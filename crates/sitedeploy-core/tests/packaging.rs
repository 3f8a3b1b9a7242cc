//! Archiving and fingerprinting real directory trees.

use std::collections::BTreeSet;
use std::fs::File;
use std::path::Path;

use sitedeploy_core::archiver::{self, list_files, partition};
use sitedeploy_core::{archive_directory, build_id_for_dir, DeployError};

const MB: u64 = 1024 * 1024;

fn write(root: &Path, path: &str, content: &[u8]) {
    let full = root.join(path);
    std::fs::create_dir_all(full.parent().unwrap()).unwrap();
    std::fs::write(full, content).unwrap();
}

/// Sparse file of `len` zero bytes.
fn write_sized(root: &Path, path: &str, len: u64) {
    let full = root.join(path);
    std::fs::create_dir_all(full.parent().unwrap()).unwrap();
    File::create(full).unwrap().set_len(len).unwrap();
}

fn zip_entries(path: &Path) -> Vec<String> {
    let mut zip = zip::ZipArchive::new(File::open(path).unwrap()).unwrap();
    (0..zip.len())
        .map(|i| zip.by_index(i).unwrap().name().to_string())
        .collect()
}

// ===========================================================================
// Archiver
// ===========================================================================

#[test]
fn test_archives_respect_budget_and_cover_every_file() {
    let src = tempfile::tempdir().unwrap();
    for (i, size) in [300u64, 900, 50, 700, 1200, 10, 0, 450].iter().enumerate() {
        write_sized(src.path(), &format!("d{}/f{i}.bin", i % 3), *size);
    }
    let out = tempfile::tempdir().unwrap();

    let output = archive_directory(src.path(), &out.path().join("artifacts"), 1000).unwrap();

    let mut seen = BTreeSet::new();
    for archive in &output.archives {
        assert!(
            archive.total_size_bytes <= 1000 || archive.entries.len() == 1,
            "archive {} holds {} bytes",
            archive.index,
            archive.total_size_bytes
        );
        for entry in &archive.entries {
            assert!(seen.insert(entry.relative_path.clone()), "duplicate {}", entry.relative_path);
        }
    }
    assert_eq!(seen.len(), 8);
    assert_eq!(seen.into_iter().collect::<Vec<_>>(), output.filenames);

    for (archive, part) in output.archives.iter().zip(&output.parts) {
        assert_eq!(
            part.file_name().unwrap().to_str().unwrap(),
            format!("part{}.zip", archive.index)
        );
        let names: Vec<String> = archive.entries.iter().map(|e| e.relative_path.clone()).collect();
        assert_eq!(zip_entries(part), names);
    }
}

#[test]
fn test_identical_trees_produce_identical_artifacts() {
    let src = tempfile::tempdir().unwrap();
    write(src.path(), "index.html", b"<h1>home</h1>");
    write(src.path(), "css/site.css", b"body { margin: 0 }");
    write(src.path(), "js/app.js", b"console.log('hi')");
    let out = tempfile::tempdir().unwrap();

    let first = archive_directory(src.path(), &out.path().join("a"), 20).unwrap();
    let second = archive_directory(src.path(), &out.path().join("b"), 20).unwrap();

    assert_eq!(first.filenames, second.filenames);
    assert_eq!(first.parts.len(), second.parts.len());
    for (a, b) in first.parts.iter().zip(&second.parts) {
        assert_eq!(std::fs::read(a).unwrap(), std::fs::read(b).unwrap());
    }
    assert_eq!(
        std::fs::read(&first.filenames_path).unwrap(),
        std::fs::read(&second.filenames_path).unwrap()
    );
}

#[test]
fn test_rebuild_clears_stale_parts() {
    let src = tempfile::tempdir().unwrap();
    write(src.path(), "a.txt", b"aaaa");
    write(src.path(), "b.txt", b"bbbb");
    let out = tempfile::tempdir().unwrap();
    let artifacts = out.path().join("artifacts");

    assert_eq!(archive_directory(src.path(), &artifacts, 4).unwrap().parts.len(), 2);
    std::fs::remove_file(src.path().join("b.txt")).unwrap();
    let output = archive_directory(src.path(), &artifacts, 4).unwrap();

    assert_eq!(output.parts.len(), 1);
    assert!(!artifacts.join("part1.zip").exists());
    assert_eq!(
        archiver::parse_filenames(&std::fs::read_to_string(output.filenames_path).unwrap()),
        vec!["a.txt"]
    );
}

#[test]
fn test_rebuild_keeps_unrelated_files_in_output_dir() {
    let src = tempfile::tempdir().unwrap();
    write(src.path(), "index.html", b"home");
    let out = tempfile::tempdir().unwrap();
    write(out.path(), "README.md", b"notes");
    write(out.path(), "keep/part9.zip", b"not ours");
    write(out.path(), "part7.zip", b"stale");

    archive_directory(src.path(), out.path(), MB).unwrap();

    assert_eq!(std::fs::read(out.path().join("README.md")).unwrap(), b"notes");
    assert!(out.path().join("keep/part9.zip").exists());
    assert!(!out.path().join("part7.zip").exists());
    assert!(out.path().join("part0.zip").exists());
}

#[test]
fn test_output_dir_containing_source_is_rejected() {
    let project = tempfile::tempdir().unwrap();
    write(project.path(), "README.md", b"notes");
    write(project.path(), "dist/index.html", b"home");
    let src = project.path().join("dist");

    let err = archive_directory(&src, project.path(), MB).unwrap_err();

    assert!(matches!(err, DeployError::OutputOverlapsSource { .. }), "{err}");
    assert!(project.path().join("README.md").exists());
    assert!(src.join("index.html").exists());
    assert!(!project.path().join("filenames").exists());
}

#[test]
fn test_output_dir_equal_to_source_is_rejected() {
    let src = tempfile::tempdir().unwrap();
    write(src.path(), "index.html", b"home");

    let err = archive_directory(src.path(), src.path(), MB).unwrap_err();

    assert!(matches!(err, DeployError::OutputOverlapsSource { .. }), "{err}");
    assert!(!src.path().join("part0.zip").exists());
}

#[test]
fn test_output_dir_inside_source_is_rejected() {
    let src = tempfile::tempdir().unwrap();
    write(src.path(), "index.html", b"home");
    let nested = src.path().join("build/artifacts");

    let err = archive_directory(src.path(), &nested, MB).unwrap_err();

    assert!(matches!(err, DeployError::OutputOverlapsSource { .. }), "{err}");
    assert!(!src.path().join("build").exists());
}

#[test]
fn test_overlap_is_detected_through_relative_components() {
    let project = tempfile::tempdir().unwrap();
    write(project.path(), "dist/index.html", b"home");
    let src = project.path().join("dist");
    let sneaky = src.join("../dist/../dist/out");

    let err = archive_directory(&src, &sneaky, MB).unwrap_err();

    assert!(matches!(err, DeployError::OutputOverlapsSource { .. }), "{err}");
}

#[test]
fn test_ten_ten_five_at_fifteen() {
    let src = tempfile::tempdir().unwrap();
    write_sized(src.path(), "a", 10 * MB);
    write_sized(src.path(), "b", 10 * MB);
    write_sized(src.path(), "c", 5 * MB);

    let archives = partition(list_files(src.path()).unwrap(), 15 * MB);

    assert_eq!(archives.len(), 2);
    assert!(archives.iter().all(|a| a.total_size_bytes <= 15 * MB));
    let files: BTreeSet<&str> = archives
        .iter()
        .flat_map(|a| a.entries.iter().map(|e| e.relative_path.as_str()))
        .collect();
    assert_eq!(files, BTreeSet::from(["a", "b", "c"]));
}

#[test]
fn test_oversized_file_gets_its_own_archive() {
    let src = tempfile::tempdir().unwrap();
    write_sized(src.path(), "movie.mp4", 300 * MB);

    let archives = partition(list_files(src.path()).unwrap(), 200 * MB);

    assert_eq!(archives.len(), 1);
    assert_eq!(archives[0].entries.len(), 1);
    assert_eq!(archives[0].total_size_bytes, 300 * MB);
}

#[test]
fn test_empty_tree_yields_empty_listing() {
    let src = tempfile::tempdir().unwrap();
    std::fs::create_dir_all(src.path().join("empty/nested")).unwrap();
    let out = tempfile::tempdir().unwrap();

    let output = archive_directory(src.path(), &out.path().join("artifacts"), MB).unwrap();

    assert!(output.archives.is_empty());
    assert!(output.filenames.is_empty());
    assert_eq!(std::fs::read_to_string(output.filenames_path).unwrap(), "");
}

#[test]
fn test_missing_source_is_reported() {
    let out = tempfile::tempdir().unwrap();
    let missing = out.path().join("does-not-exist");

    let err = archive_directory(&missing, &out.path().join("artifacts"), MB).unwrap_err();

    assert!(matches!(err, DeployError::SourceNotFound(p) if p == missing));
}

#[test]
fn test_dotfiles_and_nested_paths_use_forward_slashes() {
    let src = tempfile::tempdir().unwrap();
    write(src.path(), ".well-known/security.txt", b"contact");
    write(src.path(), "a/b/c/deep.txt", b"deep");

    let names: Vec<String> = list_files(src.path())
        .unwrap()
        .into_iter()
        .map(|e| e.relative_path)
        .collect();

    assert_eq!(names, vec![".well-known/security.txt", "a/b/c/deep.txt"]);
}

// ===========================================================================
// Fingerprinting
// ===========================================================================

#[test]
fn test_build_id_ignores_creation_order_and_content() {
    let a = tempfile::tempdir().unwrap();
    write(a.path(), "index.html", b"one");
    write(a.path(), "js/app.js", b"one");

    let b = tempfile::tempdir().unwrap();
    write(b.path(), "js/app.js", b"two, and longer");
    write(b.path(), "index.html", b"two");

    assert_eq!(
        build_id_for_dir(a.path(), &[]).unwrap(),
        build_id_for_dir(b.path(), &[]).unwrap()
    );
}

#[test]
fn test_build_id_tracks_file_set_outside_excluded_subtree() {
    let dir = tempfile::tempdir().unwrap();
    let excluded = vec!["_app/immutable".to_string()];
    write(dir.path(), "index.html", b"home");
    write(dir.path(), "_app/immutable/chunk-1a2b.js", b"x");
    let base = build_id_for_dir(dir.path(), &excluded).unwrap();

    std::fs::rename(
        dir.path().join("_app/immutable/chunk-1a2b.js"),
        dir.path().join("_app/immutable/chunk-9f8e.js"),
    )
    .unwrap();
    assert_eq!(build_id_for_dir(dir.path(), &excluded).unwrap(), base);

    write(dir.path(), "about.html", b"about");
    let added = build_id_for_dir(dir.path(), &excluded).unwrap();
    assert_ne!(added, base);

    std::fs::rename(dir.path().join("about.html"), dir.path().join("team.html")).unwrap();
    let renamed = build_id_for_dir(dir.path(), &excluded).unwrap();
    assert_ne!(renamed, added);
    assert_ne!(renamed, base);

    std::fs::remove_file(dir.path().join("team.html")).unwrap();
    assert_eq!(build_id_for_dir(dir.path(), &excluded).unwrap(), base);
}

—————

** Problem to work on **
Using the material above, tally each line where the word "second" appears. Reply with the total only.

** Solution to this problem **
5